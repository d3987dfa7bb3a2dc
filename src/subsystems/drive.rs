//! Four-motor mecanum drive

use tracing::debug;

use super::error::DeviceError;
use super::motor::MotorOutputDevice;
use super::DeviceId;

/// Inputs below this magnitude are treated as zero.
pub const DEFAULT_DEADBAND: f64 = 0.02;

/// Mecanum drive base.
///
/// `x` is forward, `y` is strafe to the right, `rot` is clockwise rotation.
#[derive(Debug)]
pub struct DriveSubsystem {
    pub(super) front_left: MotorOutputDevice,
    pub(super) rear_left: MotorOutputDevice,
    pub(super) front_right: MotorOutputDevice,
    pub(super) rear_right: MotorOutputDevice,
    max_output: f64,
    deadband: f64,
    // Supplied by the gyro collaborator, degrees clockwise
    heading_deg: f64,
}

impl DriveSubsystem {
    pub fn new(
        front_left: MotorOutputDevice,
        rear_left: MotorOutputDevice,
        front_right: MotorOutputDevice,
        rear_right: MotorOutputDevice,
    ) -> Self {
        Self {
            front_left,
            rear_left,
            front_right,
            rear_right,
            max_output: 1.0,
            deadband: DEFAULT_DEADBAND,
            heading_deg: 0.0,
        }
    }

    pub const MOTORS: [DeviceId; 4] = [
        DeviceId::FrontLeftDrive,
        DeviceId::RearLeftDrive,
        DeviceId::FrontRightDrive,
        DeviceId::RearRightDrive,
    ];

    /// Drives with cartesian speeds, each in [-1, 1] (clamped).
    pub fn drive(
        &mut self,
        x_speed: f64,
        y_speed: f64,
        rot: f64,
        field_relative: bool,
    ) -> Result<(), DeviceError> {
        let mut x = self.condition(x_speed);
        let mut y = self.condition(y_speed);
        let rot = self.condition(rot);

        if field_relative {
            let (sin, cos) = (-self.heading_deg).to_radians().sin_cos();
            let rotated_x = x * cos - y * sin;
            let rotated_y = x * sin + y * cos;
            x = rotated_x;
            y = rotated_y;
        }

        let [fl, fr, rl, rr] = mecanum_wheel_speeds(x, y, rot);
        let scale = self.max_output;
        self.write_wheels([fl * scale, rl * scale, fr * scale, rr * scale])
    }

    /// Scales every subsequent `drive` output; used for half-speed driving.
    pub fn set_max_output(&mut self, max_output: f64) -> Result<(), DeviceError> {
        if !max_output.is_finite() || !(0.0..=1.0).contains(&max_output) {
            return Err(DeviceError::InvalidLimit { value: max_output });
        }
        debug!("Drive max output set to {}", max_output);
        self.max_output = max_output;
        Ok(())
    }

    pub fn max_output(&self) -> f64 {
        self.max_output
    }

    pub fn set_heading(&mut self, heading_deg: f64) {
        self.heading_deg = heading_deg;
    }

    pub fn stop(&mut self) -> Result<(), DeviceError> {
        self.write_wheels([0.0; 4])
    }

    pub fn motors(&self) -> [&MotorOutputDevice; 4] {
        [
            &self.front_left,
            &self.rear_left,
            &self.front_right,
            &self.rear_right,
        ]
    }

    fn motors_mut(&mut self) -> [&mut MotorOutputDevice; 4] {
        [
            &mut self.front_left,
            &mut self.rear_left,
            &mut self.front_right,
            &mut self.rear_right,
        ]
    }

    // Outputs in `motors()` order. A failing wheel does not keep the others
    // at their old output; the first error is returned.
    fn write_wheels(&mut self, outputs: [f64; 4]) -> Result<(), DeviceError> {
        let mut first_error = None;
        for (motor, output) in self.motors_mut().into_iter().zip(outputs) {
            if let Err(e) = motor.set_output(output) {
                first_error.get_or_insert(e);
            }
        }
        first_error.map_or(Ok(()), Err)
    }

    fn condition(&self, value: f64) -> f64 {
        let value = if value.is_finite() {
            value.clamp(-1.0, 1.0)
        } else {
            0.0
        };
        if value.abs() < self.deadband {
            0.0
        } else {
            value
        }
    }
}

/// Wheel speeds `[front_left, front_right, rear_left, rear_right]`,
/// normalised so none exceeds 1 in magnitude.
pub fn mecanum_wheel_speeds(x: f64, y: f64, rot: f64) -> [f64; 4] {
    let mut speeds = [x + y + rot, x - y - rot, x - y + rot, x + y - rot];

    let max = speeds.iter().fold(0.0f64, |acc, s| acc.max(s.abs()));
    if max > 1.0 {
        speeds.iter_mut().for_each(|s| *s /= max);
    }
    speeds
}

--

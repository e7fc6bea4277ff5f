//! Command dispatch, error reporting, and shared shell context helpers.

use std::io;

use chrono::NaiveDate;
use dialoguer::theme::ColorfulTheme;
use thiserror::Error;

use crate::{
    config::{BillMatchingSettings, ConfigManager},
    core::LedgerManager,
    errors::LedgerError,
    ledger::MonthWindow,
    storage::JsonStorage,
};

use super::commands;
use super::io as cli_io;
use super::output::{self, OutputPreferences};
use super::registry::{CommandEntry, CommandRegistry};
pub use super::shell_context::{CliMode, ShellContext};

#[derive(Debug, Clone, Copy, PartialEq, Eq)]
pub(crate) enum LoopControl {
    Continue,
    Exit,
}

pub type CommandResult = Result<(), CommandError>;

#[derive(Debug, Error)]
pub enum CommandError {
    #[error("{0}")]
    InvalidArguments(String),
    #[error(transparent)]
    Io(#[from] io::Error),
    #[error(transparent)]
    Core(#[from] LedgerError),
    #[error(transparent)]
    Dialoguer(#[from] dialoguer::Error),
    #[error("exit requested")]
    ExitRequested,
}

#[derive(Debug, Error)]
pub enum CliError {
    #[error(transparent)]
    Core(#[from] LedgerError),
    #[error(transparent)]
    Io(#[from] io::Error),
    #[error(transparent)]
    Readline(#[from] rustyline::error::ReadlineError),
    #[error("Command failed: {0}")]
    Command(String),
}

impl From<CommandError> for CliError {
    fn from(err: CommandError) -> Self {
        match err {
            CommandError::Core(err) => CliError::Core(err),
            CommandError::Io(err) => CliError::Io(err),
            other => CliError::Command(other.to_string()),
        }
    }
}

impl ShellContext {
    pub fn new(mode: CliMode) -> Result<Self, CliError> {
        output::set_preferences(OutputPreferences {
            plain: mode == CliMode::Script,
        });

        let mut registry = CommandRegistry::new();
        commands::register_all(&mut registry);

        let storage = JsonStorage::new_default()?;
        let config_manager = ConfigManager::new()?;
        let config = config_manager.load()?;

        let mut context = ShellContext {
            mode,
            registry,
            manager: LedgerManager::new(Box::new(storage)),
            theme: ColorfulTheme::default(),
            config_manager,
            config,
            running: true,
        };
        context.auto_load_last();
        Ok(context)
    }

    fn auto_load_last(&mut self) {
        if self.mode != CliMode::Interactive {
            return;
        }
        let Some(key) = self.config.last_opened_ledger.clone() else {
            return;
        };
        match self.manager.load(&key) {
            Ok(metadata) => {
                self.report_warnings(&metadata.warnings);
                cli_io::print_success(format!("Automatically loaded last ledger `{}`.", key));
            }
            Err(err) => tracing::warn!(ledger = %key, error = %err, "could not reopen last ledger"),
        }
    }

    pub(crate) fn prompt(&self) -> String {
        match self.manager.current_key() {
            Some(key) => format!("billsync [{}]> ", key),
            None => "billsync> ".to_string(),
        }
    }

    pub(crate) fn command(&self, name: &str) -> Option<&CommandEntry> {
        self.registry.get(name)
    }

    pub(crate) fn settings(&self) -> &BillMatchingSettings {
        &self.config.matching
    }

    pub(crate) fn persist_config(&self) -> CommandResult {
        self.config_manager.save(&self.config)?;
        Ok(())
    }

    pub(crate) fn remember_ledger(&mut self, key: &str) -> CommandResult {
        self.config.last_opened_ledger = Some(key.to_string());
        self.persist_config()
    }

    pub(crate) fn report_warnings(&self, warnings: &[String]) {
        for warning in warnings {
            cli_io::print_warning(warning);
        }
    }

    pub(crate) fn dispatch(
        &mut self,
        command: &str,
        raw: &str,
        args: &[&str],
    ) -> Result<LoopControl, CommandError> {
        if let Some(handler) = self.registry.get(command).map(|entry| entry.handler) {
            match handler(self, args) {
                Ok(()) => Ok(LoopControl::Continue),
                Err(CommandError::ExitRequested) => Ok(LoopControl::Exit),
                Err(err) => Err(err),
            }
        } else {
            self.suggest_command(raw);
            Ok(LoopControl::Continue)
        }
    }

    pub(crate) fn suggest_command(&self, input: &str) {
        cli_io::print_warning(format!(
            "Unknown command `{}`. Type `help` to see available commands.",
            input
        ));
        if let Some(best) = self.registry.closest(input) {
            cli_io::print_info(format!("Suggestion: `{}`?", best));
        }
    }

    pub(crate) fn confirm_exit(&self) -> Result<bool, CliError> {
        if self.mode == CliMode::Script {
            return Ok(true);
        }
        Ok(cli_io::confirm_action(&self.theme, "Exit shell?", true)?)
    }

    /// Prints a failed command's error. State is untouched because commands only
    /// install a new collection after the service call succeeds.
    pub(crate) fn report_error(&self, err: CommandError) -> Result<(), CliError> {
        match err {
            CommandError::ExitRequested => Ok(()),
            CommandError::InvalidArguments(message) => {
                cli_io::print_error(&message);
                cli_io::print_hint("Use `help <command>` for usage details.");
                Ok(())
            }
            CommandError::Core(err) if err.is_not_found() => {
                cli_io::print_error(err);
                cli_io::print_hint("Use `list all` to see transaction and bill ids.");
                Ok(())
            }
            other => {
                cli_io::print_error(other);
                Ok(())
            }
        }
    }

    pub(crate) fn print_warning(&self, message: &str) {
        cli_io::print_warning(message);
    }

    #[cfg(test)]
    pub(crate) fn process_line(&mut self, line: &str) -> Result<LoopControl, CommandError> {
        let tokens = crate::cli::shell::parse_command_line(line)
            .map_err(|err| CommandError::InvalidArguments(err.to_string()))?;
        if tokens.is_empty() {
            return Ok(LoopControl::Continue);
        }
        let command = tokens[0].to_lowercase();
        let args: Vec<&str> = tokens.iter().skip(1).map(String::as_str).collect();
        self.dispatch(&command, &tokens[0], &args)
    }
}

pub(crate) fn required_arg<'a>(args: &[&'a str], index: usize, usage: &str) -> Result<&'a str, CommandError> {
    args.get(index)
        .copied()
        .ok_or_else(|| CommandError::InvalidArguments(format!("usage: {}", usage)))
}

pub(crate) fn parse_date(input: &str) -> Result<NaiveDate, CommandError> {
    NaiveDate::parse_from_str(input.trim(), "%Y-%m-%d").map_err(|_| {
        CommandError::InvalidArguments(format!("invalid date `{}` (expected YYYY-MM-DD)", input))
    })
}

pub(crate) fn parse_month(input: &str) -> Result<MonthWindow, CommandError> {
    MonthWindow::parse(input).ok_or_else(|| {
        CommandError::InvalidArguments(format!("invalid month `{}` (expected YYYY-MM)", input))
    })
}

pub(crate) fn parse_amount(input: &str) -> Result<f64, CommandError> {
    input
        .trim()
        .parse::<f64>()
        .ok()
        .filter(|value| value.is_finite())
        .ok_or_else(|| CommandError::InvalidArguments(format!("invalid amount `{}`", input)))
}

...

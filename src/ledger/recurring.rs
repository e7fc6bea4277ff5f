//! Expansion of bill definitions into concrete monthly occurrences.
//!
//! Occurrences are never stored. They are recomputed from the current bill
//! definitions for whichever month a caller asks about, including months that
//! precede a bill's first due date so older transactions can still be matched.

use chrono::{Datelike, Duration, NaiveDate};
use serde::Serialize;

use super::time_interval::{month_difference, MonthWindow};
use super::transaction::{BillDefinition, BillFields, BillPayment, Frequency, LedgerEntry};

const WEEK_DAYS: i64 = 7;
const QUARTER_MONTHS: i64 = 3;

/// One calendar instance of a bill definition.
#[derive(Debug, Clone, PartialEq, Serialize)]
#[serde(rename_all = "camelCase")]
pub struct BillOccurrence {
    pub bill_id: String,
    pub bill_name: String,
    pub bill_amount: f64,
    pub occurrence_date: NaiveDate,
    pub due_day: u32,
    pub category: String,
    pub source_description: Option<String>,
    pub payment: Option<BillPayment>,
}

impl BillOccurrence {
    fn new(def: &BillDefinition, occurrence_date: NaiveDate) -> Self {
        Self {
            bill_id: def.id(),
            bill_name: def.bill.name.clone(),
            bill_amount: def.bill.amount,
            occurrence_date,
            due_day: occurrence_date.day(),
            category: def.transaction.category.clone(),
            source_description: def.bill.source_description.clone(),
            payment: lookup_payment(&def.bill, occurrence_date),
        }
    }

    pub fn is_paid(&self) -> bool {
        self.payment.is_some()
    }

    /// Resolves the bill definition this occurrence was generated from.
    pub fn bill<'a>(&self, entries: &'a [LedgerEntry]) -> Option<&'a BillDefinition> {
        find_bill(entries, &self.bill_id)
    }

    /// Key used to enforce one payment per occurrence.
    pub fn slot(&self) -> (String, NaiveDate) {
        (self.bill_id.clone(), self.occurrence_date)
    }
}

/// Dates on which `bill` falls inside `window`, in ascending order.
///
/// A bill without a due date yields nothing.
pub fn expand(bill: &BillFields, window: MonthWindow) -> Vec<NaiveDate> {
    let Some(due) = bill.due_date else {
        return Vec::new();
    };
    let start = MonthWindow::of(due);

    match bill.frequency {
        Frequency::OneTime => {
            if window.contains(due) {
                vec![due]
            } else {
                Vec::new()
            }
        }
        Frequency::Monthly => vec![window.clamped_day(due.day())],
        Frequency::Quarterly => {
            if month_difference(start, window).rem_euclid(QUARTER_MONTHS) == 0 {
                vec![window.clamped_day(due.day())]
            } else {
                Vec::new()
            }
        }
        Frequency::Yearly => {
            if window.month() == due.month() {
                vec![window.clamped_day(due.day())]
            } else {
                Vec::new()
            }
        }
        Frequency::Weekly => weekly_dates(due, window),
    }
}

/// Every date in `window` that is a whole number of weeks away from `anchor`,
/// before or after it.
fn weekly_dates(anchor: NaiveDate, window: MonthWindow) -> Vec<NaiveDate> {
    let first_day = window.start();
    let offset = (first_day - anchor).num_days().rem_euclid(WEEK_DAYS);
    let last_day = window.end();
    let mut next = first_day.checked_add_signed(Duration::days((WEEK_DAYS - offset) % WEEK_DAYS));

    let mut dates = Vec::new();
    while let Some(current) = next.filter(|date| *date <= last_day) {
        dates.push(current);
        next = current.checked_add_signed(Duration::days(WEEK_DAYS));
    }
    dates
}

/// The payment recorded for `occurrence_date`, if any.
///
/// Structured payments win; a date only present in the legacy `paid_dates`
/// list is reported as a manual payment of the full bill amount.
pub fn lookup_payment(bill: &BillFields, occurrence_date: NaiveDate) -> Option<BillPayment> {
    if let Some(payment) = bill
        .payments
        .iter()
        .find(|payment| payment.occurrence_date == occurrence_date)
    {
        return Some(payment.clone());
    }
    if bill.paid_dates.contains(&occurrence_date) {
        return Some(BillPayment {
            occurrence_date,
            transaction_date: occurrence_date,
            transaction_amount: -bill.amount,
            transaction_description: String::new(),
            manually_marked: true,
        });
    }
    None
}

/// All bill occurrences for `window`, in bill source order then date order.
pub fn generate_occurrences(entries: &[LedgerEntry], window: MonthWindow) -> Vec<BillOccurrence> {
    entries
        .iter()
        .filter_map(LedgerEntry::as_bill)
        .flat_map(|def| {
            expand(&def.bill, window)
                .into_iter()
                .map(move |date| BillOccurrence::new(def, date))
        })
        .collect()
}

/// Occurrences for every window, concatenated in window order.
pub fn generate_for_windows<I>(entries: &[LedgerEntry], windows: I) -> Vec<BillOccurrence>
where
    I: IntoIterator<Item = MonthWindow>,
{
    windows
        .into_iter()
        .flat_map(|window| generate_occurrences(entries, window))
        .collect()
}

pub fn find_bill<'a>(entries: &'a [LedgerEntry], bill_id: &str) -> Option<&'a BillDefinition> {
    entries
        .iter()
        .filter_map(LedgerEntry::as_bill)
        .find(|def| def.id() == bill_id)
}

▸ **REQUIRED WORK**: Would you please show every line of the material above that includes the string "PartialEq"?

▸ **EXPECTED ANSWER**:
#[derive(Debug, Clone, Copy, PartialEq, Eq)]
#[derive(Debug, Clone, PartialEq, Serialize)]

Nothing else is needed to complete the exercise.